» Your instructions
Extract all of the entries and set them down verbatim.

**** Data for this exercise

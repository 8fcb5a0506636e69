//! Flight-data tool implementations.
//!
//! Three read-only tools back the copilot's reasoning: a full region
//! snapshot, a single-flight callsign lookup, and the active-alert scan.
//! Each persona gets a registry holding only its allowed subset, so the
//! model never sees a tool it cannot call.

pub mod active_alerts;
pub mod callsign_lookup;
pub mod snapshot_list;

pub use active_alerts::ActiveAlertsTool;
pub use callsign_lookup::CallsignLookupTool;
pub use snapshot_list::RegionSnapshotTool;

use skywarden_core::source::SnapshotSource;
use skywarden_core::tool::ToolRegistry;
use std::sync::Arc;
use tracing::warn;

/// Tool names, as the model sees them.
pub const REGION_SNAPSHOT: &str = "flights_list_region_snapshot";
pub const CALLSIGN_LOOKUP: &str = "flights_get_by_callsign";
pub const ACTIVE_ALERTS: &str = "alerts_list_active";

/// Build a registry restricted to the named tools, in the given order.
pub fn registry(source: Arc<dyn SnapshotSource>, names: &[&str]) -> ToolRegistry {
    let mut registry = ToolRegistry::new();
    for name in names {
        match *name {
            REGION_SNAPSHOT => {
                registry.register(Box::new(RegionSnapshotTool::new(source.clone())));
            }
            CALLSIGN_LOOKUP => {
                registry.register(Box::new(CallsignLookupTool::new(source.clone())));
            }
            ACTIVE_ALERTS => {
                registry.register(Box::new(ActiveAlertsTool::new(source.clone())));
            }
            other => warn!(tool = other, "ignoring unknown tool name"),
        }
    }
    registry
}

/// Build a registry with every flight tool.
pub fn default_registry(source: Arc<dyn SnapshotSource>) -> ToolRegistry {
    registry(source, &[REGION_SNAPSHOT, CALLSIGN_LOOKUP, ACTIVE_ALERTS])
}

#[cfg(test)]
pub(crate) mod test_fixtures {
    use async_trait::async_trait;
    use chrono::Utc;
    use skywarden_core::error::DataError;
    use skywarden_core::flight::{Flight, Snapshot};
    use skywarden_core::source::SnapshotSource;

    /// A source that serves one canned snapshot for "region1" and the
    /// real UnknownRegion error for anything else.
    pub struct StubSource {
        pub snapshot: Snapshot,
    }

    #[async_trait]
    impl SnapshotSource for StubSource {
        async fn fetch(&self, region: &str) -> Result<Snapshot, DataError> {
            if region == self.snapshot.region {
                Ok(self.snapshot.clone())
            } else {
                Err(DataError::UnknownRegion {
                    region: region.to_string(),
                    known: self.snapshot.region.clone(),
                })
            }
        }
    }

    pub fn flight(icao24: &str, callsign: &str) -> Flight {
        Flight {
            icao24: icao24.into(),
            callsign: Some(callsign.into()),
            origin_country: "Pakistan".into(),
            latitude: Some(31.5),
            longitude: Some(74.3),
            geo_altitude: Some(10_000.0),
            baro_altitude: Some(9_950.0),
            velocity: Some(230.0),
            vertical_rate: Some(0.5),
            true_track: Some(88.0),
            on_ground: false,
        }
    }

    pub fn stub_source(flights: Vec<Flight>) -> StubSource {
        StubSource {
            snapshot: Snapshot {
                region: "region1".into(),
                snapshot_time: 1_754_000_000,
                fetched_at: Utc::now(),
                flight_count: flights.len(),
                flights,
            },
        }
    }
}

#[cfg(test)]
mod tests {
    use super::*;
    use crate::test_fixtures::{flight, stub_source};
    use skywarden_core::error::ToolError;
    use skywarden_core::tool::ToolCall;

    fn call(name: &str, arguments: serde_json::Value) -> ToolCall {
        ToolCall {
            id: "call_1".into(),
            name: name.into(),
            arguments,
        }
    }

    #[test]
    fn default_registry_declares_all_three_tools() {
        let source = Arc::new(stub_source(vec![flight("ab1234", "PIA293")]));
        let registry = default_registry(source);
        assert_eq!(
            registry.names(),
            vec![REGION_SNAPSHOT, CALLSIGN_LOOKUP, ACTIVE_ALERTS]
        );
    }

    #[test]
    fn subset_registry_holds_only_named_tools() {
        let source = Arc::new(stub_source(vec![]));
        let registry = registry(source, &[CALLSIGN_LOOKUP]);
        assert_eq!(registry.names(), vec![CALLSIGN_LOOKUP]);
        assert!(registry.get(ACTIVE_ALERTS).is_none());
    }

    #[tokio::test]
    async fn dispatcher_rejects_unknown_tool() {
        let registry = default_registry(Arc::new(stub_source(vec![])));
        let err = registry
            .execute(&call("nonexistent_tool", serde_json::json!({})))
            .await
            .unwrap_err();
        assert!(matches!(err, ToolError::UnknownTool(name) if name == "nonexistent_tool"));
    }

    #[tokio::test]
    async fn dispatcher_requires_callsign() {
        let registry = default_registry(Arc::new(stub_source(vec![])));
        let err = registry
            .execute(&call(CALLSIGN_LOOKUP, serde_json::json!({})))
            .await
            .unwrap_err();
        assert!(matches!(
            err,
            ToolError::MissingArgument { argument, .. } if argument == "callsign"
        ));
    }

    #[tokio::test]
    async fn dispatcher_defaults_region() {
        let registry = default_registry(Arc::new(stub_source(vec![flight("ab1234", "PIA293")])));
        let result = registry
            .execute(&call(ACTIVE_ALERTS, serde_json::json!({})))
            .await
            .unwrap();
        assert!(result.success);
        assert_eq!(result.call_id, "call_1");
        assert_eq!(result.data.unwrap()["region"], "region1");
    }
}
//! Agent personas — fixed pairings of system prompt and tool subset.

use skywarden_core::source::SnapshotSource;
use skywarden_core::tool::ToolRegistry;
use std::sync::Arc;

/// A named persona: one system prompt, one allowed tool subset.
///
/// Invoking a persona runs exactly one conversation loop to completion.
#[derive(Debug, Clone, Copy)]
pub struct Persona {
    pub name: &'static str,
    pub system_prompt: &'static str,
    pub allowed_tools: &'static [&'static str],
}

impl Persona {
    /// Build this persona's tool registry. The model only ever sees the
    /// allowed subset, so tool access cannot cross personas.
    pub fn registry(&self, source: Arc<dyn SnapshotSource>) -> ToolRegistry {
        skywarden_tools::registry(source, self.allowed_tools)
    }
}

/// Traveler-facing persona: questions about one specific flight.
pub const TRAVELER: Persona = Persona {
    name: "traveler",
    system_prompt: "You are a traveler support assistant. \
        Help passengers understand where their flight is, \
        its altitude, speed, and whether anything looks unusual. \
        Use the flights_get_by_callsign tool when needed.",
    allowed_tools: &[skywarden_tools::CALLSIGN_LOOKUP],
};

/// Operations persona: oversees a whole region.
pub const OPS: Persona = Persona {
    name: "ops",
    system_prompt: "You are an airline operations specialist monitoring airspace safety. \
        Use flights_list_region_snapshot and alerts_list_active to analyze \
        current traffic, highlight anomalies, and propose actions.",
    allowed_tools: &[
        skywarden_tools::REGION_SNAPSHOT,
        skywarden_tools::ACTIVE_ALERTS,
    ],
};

********

» Answer for the task
repository 8fcb5a0506636e69
//! Flight-data tool implementations.
//!
//! Three read-only tools back the copilot's reasoning: a full region
//! snapshot, a single-flight callsign lookup, and the active-alert scan.
//! Each persona gets a registry holding only its allowed subset, so the
//! model never sees a tool it cannot call.

pub mod active_alerts;
pub mod callsign_lookup;
pub mod snapshot_list;

pub use active_alerts::ActiveAlertsTool;
pub use callsign_lookup::CallsignLookupTool;
pub use snapshot_list::RegionSnapshotTool;

use skywarden_core::source::SnapshotSource;
use skywarden_core::tool::ToolRegistry;
use std::sync::Arc;
use tracing::warn;

/// Tool names, as the model sees them.
pub const REGION_SNAPSHOT: &str = "flights_list_region_snapshot";
pub const CALLSIGN_LOOKUP: &str = "flights_get_by_callsign";
pub const ACTIVE_ALERTS: &str = "alerts_list_active";

/// Build a registry restricted to the named tools, in the given order.
pub fn registry(source: Arc<dyn SnapshotSource>, names: &[&str]) -> ToolRegistry {
    let mut registry = ToolRegistry::new();
    for name in names {
        match *name {
            REGION_SNAPSHOT => {
                registry.register(Box::new(RegionSnapshotTool::new(source.clone())));
            }
            CALLSIGN_LOOKUP => {
                registry.register(Box::new(CallsignLookupTool::new(source.clone())));
            }
            ACTIVE_ALERTS => {
                registry.register(Box::new(ActiveAlertsTool::new(source.clone())));
            }
            other => warn!(tool = other, "ignoring unknown tool name"),
        }
    }
    registry
}

/// Build a registry with every flight tool.
pub fn default_registry(source: Arc<dyn SnapshotSource>) -> ToolRegistry {
    registry(source, &[REGION_SNAPSHOT, CALLSIGN_LOOKUP, ACTIVE_ALERTS])
}

#[cfg(test)]
pub(crate) mod test_fixtures {
    use async_trait::async_trait;
    use chrono::Utc;
    use skywarden_core::error::DataError;
    use skywarden_core::flight::{Flight, Snapshot};
    use skywarden_core::source::SnapshotSource;

    /// A source that serves one canned snapshot for "region1" and the
    /// real UnknownRegion error for anything else.
    pub struct StubSource {
        pub snapshot: Snapshot,
    }

    #[async_trait]
    impl SnapshotSource for StubSource {
        async fn fetch(&self, region: &str) -> Result<Snapshot, DataError> {
            if region == self.snapshot.region {
                Ok(self.snapshot.clone())
            } else {
                Err(DataError::UnknownRegion {
                    region: region.to_string(),
                    known: self.snapshot.region.clone(),
                })
            }
        }
    }

    pub fn flight(icao24: &str, callsign: &str) -> Flight {
        Flight {
            icao24: icao24.into(),
            callsign: Some(callsign.into()),
            origin_country: "Pakistan".into(),
            latitude: Some(31.5),
            longitude: Some(74.3),
            geo_altitude: Some(10_000.0),
            baro_altitude: Some(9_950.0),
            velocity: Some(230.0),
            vertical_rate: Some(0.5),
            true_track: Some(88.0),
            on_ground: false,
        }
    }

    pub fn stub_source(flights: Vec<Flight>) -> StubSource {
        StubSource {
            snapshot: Snapshot {
                region: "region1".into(),
                snapshot_time: 1_754_000_000,
                fetched_at: Utc::now(),
                flight_count: flights.len(),
                flights,
            },
        }
    }
}

#[cfg(test)]
mod tests {
    use super::*;
    use crate::test_fixtures::{flight, stub_source};
    use skywarden_core::error::ToolError;
    use skywarden_core::tool::ToolCall;

    fn call(name: &str, arguments: serde_json::Value) -> ToolCall {
        ToolCall {
            id: "call_1".into(),
            name: name.into(),
            arguments,
        }
    }

    #[test]
    fn default_registry_declares_all_three_tools() {
        let source = Arc::new(stub_source(vec![flight("ab1234", "PIA293")]));
        let registry = default_registry(source);
        assert_eq!(
            registry.names(),
            vec![REGION_SNAPSHOT, CALLSIGN_LOOKUP, ACTIVE_ALERTS]
        );
    }

    #[test]
    fn subset_registry_holds_only_named_tools() {
        let source = Arc::new(stub_source(vec![]));
        let registry = registry(source, &[CALLSIGN_LOOKUP]);
        assert_eq!(registry.names(), vec![CALLSIGN_LOOKUP]);
        assert!(registry.get(ACTIVE_ALERTS).is_none());
    }

    #[tokio::test]
    async fn dispatcher_rejects_unknown_tool() {
        let registry = default_registry(Arc::new(stub_source(vec![])));
        let err = registry
            .execute(&call("nonexistent_tool", serde_json::json!({})))
            .await
            .unwrap_err();
        assert!(matches!(err, ToolError::UnknownTool(name) if name == "nonexistent_tool"));
    }

    #[tokio::test]
    async fn dispatcher_requires_callsign() {
        let registry = default_registry(Arc::new(stub_source(vec![])));
        let err = registry
            .execute(&call(CALLSIGN_LOOKUP, serde_json::json!({})))
            .await
            .unwrap_err();
        assert!(matches!(
            err,
            ToolError::MissingArgument { argument, .. } if argument == "callsign"
        ));
    }

    #[tokio::test]
    async fn dispatcher_defaults_region() {
        let registry = default_registry(Arc::new(stub_source(vec![flight("ab1234", "PIA293")])));
        let result = registry
            .execute(&call(ACTIVE_ALERTS, serde_json::json!({})))
            .await
            .unwrap();
        assert!(result.success);
        assert_eq!(result.call_id, "call_1");
        assert_eq!(result.data.unwrap()["region"], "region1");
    }
}
//! Agent personas — fixed pairings of system prompt and tool subset.

use skywarden_core::source::SnapshotSource;
use skywarden_core::tool::ToolRegistry;
use std::sync::Arc;

/// A named persona: one system prompt, one allowed tool subset.
///
/// Invoking a persona runs exactly one conversation loop to completion.
#[derive(Debug, Clone, Copy)]
pub struct Persona {
    pub name: &'static str,
    pub system_prompt: &'static str,
    pub allowed_tools: &'static [&'static str],
}

impl Persona {
    /// Build this persona's tool registry. The model only ever sees the
    /// allowed subset, so tool access cannot cross personas.
    pub fn registry(&self, source: Arc<dyn SnapshotSource>) -> ToolRegistry {
        skywarden_tools::registry(source, self.allowed_tools)
    }
}

/// Traveler-facing persona: questions about one specific flight.
pub const TRAVELER: Persona = Persona {
    name: "traveler",
    system_prompt: "You are a traveler support assistant. \
        Help passengers understand where their flight is, \
        its altitude, speed, and whether anything looks unusual. \
        Use the flights_get_by_callsign tool when needed.",
    allowed_tools: &[skywarden_tools::CALLSIGN_LOOKUP],
};

/// Operations persona: oversees a whole region.
pub const OPS: Persona = Persona {
    name: "ops",
    system_prompt: "You are an airline operations specialist monitoring airspace safety. \
        Use flights_list_region_snapshot and alerts_list_active to analyze \
        current traffic, highlight anomalies, and propose actions.",
    allowed_tools: &[
        skywarden_tools::REGION_SNAPSHOT,
        skywarden_tools::ACTIVE_ALERTS,
    ],
};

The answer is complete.